╭─ Given records
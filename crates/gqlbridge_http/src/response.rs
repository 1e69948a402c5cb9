//! HTTP replies.

use bytes::Bytes;
use http_body_util::{combinators::BoxBody, BodyExt, Full};
use hyper::header::{HeaderName, HeaderValue, CONTENT_TYPE};
use hyper::{HeaderMap, Response, StatusCode};
use serde_json::Value;

pub(crate) type Body = BoxBody<Bytes, hyper::Error>;

pub(crate) fn full<T: Into<Bytes>>(chunk: T) -> Body {
    Full::new(chunk.into())
        .map_err(|never| match never {})
        .boxed()
}

/// A finished reply: status, headers and the serialized body.
#[derive(Debug, Clone, PartialEq)]
pub struct Reply {
    pub status: StatusCode,
    pub headers: HeaderMap,
    pub body: Bytes,
}

impl Reply {
    /// A JSON reply.
    pub fn json(status: StatusCode, body: &Value) -> Self {
        let mut headers = HeaderMap::new();
        headers.insert(CONTENT_TYPE, HeaderValue::from_static("application/json"));
        Self {
            status,
            headers,
            body: Bytes::from(body.to_string()),
        }
    }

    /// A JSON reply shaped like `{"error", "message", "statusCode"}`, used
    /// for host-level rejections that never reach the adapter.
    pub fn host_error(status: StatusCode, message: impl Into<String>) -> Self {
        let error = status.canonical_reason().unwrap_or("Error");
        Self::json(
            status,
            &serde_json::json!({
                "error": error,
                "message": message.into(),
                "statusCode": status.as_u16(),
            }),
        )
    }

    /// An empty reply.
    pub fn empty(status: StatusCode) -> Self {
        Self {
            status,
            headers: HeaderMap::new(),
            body: Bytes::new(),
        }
    }

    /// Adds a header.
    #[must_use]
    pub fn with_header(mut self, name: HeaderName, value: &'static str) -> Self {
        self.headers.insert(name, HeaderValue::from_static(value));
        self
    }

    /// Parses the body as JSON.
    pub fn json_body(&self) -> serde_json::Result<Value> {
        serde_json::from_slice(&self.body)
    }

    /// The body as text.
    pub fn text(&self) -> String {
        String::from_utf8_lossy(&self.body).into_owned()
    }

    pub(crate) fn into_hyper(self) -> Response<Body> {
        let mut response = Response::new(full(self.body));
        *response.status_mut() = self.status;
        *response.headers_mut() = self.headers;
        response
    }
}

#[cfg(test)]
mod tests {
    use super::*;
    use serde_json::json;

    #[test]
    fn test_json_reply() {
        let reply = Reply::json(StatusCode::OK, &json!({"data": {"b": 1, "a": 2}}));
        assert_eq!(reply.headers[CONTENT_TYPE], "application/json");
        assert_eq!(reply.text(), r#"{"data":{"b":1,"a":2}}"#);
    }

    #[test]
    fn test_host_error() {
        let reply = Reply::host_error(StatusCode::NOT_FOUND, "Route GET:/nope not found");
        assert_eq!(
            reply.json_body().unwrap(),
            json!({"error": "Not Found", "message": "Route GET:/nope not found", "statusCode": 404})
        );
    }

    #[test]
    fn test_into_hyper() {
        let response = Reply::empty(StatusCode::NO_CONTENT)
            .with_header(hyper::header::ALLOW, "GET, POST")
            .into_hyper();
        assert_eq!(response.status(), StatusCode::NO_CONTENT);
        assert_eq!(response.headers()[hyper::header::ALLOW], "GET, POST");
    }
}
╰─
» Task goal
The answer must consist of every line from the entries that holds the string "nope".

» Solution to this problem
        let reply = Reply::host_error(StatusCode::NOT_FOUND, "Route GET:/nope not found");
            json!({"error": "Not Found", "message": "Route GET:/nope not found", "statusCode": 404})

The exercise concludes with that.